--- START ---

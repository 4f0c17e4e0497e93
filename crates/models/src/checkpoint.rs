//! Persistence of a one-dimensional fall so an interrupted run can resume.
//!
//! A checkpoint lives in three one-column text files inside a directory:
//! `pos_at_quit.txt`, `vel_at_quit.txt`, and `time_at_quit.txt`. Each save
//! appends one row to every file and a load reads back the last rows.
//! Time is stored in seconds.
//!
//! The three files must always hold the same number of rows. A save stages
//! every file before replacing any of them, and a load refuses files whose
//! row counts disagree.

use std::{
    fmt::Write as _,
    fs, io,
    num::ParseFloatError,
    path::{Path, PathBuf},
};

use thiserror::Error;
use tracing::info;

const POSITION_FILE: &str = "pos_at_quit.txt";
const VELOCITY_FILE: &str = "vel_at_quit.txt";
const TIME_FILE: &str = "time_at_quit.txt";

/// Errors raised while reading or writing a checkpoint.
#[derive(Debug, Error)]
pub enum CheckpointError {
    #[error("checkpoint I/O failed for {path}")]
    Io {
        path: PathBuf,
        #[source]
        source: io::Error,
    },

    #[error("{path} has no rows")]
    Empty { path: PathBuf },

    #[error("could not parse {path}")]
    Parse {
        path: PathBuf,
        #[source]
        source: ParseFloatError,
    },

    #[error("checkpoint files disagree: {positions} positions, {velocities} velocities, {times} times")]
    Inconsistent {
        positions: usize,
        velocities: usize,
        times: usize,
    },
}

/// The saved state of a fall: height, vertical velocity, and time.
#[derive(Debug, Clone, Copy, PartialEq)]
pub struct Checkpoint {
    pub position: f64,
    pub velocity: f64,
    pub time: f64,
}

/// A checkpoint directory.
#[derive(Debug, Clone)]
pub struct CheckpointStore {
    dir: PathBuf,
}

impl CheckpointStore {
    #[must_use]
    pub fn new(dir: impl Into<PathBuf>) -> Self {
        Self { dir: dir.into() }
    }

    #[must_use]
    pub fn dir(&self) -> &Path {
        &self.dir
    }

    /// Returns `true` if all three files are present.
    #[must_use]
    pub fn exists(&self) -> bool {
        self.paths().iter().all(|path| path.exists())
    }

    /// Appends a row to each file, creating the files if needed.
    ///
    /// The extended files are first written beside the originals and only
    /// then renamed over them, so a failed write leaves the previous
    /// checkpoint intact.
    ///
    /// # Errors
    ///
    /// Returns an error if any file cannot be read, written, or replaced.
    pub fn save(&self, checkpoint: &Checkpoint) -> Result<(), CheckpointError> {
        let paths = self.paths();
        let values = [checkpoint.position, checkpoint.velocity, checkpoint.time];

        let mut staged = Vec::with_capacity(paths.len());
        for (path, value) in paths.iter().zip(values) {
            match stage(path, value) {
                Ok(temp) => staged.push(temp),
                Err(err) => {
                    for temp in &staged {
                        let _ = fs::remove_file(temp);
                    }
                    return Err(err);
                }
            }
        }

        for (temp, path) in staged.iter().zip(&paths) {
            fs::rename(temp, path).map_err(|source| CheckpointError::Io {
                path: path.clone(),
                source,
            })?;
        }

        info!(dir = %self.dir.display(), time = checkpoint.time, "checkpoint saved");
        Ok(())
    }

    /// Reads the last saved row.
    ///
    /// Returns `Ok(None)` unless all three files exist.
    ///
    /// # Errors
    ///
    /// Returns an error if a file cannot be read, its last row is not a
    /// number, or the files hold different numbers of rows.
    pub fn load(&self) -> Result<Option<Checkpoint>, CheckpointError> {
        if !self.exists() {
            return Ok(None);
        }

        let [position, velocity, time] = self.paths();
        let (positions, position) = last_row(&position)?;
        let (velocities, velocity) = last_row(&velocity)?;
        let (times, time) = last_row(&time)?;
        if positions != velocities || positions != times {
            return Err(CheckpointError::Inconsistent {
                positions,
                velocities,
                times,
            });
        }

        let checkpoint = Checkpoint {
            position,
            velocity,
            time,
        };

        info!(dir = %self.dir.display(), time = checkpoint.time, "checkpoint restored");
        Ok(Some(checkpoint))
    }

    /// Removes whichever checkpoint files exist.
    ///
    /// # Errors
    ///
    /// Returns an error if an existing file cannot be removed.
    pub fn clear(&self) -> Result<(), CheckpointError> {
        for path in self.paths() {
            match fs::remove_file(&path) {
                Ok(()) => {}
                Err(err) if err.kind() == io::ErrorKind::NotFound => {}
                Err(source) => return Err(CheckpointError::Io { path, source }),
            }
        }
        info!(dir = %self.dir.display(), "checkpoint cleared");
        Ok(())
    }

    fn paths(&self) -> [PathBuf; 3] {
        [POSITION_FILE, VELOCITY_FILE, TIME_FILE].map(|name| self.dir.join(name))
    }
}

/// Writes the contents of `path` plus one new row to a sibling file.
fn stage(path: &Path, value: f64) -> Result<PathBuf, CheckpointError> {
    let mut contents = match fs::read_to_string(path) {
        Ok(contents) => contents,
        Err(err) if err.kind() == io::ErrorKind::NotFound => String::new(),
        Err(source) => {
            return Err(CheckpointError::Io {
                path: path.to_path_buf(),
                source,
            });
        }
    };
    if !contents.is_empty() && !contents.ends_with('\n') {
        contents.push('\n');
    }
    let _ = writeln!(contents, "{value:.18e}");

    let temp = path.with_extension("txt.tmp");
    fs::write(&temp, contents).map_err(|source| CheckpointError::Io {
        path: temp.clone(),
        source,
    })?;
    Ok(temp)
}

/// Returns the number of non-empty rows and the value of the last one.
fn last_row(path: &Path) -> Result<(usize, f64), CheckpointError> {
    let contents = fs::read_to_string(path).map_err(|source| CheckpointError::Io {
        path: path.to_path_buf(),
        source,
    })?;

    let rows: Vec<&str> = contents
        .lines()
        .map(str::trim)
        .filter(|line| !line.is_empty())
        .collect();
    let row = rows.last().ok_or_else(|| CheckpointError::Empty {
        path: path.to_path_buf(),
    })?;

    let value = row.parse().map_err(|source| CheckpointError::Parse {
        path: path.to_path_buf(),
        source,
    })?;
    Ok((rows.len(), value))
}
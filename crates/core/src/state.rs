//! Helpers for working with flat physical state vectors.
//!
//! A state is a `[f64; N]` whose meaning is fixed by the owning model's block
//! layout, e.g. `[x, y, vx, vy]` or `[position(3), rotation(9), momentum(3), ...]`.

use glam::{DVec2, DVec3};
use thiserror::Error;

/// A dynamically sized slice did not match the fixed state length.
#[derive(Debug, Clone, Copy, PartialEq, Eq, Error)]
#[error("state has {found} elements, expected {expected}")]
pub struct LengthMismatch {
    pub expected: usize,
    pub found: usize,
}

/// Copies `values` into a fixed-length state.
///
/// # Errors
///
/// Returns [`LengthMismatch`] if `values.len() != N`.
pub fn from_slice<const N: usize>(values: &[f64]) -> Result<[f64; N], LengthMismatch> {
    values.try_into().map_err(|_| LengthMismatch {
        expected: N,
        found: values.len(),
    })
}

/// Reads the two-vector stored at `state[offset..offset + 2]`.
///
/// # Panics
///
/// Panics if the block extends past the end of `state`.
#[must_use]
pub fn vec2_at(state: &[f64], offset: usize) -> DVec2 {
    DVec2::from_slice(&state[offset..offset + 2])
}

/// Reads the three-vector stored at `state[offset..offset + 3]`.
///
/// # Panics
///
/// Panics if the block extends past the end of `state`.
#[must_use]
pub fn vec3_at(state: &[f64], offset: usize) -> DVec3 {
    DVec3::from_slice(&state[offset..offset + 3])
}

/// Writes `value` into `state[offset..offset + 2]`.
pub fn put_vec2(state: &mut [f64], offset: usize, value: DVec2) {
    value.write_to_slice(&mut state[offset..offset + 2]);
}

/// Writes `value` into `state[offset..offset + 3]`.
pub fn put_vec3(state: &mut [f64], offset: usize, value: DVec3) {
    value.write_to_slice(&mut state[offset..offset + 3]);
}

/// Returns `true` if every element is finite.
#[must_use]
pub fn is_finite(state: &[f64]) -> bool {
    state.iter().all(|value| value.is_finite())
}

#[cfg(test)]
mod tests {
    use super::*;

    #[test]
    fn from_slice_checks_length() {
        let state: [f64; 3] = from_slice(&[1.0, 2.0, 3.0]).unwrap();
        assert_eq!(state, [1.0, 2.0, 3.0]);

        let err = from_slice::<4>(&[1.0, 2.0]).unwrap_err();
        assert_eq!(
            err,
            LengthMismatch {
                expected: 4,
                found: 2
            }
        );
        assert_eq!(err.to_string(), "state has 2 elements, expected 4");
    }

    #[test]
    fn block_access() {
        let mut state = [0.0; 7];
        put_vec2(&mut state, 0, DVec2::new(1.0, 2.0));
        put_vec3(&mut state, 3, DVec3::new(4.0, 5.0, 6.0));

        assert_eq!(state, [1.0, 2.0, 0.0, 4.0, 5.0, 6.0, 0.0]);
        assert_eq!(vec2_at(&state, 0), DVec2::new(1.0, 2.0));
        assert_eq!(vec3_at(&state, 3), DVec3::new(4.0, 5.0, 6.0));
    }

    #[test]
    fn finiteness() {
        assert!(is_finite(&[0.0, -1.0, 1e300]));
        assert!(!is_finite(&[0.0, f64::NAN]));
        assert!(!is_finite(&[f64::INFINITY]));
    }
}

--- END ---

> [What you are asked to do] Every line above that includes the string "const" needs to be copied.

> [Finished exercise]
const POSITION_FILE: &str = "pos_at_quit.txt";
const VELOCITY_FILE: &str = "vel_at_quit.txt";
const TIME_FILE: &str = "time_at_quit.txt";
pub fn from_slice<const N: usize>(values: &[f64]) -> Result<[f64; N], LengthMismatch> {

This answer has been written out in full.